There are multiple modalities in temporal bone imaging which are widely present in clinical routine and used for diagnostics in anatomical malformation, tumours or inflammatory diseases as well as for preoperative planning for interventions at the lateral skull base. However, imaging—of both soft and bony tissues—with high spatial resolution for highly accurate surgical procedures such as cochlear implantation remains a challenge. As part of our research in the field of cochlear implant surgery using mechatronic assistance, we pursue a model-based approach for preoperative planning to fill this gap in clinically available patient-specific imaging. Therefore, a database (atlas) of the human middle and inner ear should be generated using high-resolution images that include all necessary bony and soft tissue structures, especially the location of the basilar membrane.
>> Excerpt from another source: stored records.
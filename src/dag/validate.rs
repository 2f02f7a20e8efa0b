// src/dag/validate.rs

//! Structural validation of a [`TaskGraph`] before a cycle starts.

use std::collections::HashMap;

use crate::dag::{TaskGraph, TaskName};
use crate::errors::{DagrunError, Result};

/// DFS colouring: white = unvisited, gray = on the current path,
/// black = fully explored.
#[derive(Debug, Clone, Copy, PartialEq, Eq)]
enum Color {
    White,
    Gray,
    Black,
}

pub(crate) fn validate_graph(graph: &TaskGraph) -> Result<()> {
    // Sorted so the reported error does not depend on hash order.
    let mut names: Vec<&str> = graph.tasks().collect();
    names.sort_unstable();

    validate_dependencies(graph, &names)?;
    detect_cycle(graph, &names)
}

fn validate_dependencies(graph: &TaskGraph, names: &[&str]) -> Result<()> {
    for &name in names {
        for dep in graph.dependencies_of(name) {
            if !graph.contains(dep) {
                return Err(DagrunError::UnknownDependency {
                    task: name.to_string(),
                    dependency: dep.clone(),
                });
            }
        }
    }
    Ok(())
}

fn detect_cycle(graph: &TaskGraph, names: &[&str]) -> Result<()> {
    let mut color: HashMap<&str, Color> = names.iter().map(|&n| (n, Color::White)).collect();

    for &start in names {
        if color[start] != Color::White {
            continue;
        }

        // Iterative DFS; each frame is (task, index of next dependency to visit).
        let mut stack: Vec<(&str, usize)> = vec![(start, 0)];
        color.insert(start, Color::Gray);

        while let Some(frame) = stack.last_mut() {
            let (name, next) = *frame;
            let deps = graph.dependencies_of(name);

            if next == deps.len() {
                color.insert(name, Color::Black);
                stack.pop();
                continue;
            }
            frame.1 += 1;

            let dep = deps[next].as_str();
            match color[dep] {
                Color::White => {
                    color.insert(dep, Color::Gray);
                    stack.push((dep, 0));
                }
                Color::Gray => return Err(DagrunError::CycleDetected(cycle_path(&stack, dep))),
                Color::Black => {}
            }
        }
    }

    Ok(())
}

/// Extract the cycle from the DFS path, in dependency order, closing it with
/// the repeated task (e.g. `["A", "C", "B", "A"]`).
fn cycle_path(stack: &[(&str, usize)], reentered: &str) -> Vec<TaskName> {
    let start = stack
        .iter()
        .position(|(name, _)| *name == reentered)
        .unwrap_or(0);
    let mut path: Vec<TaskName> = stack[start..]
        .iter()
        .map(|(name, _)| name.to_string())
        .collect();
    path.push(reentered.to_string());
    path
}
For this reason, we developed and presented a highly accurate serial cross-sectional preparation technique. Accuracy was determined for the first time using a well-known reference object which has successfully proven its usability. The systematic and easy-to-follow preparation technique provided allows image fusion of the reconstructed image stack with conventional (imaging) modalities. The application of the procedure to human temporal bone specimens and its image fusion with fpVCT data underlined the spatial accuracy achieved.

The presented procedure opens up new possibilities in the fields of model-based preoperative planning, image-guided and computer-aided surgery, and biomechanical FEA by providing highly detailed and accurate imaging of both bony and soft tissue structures.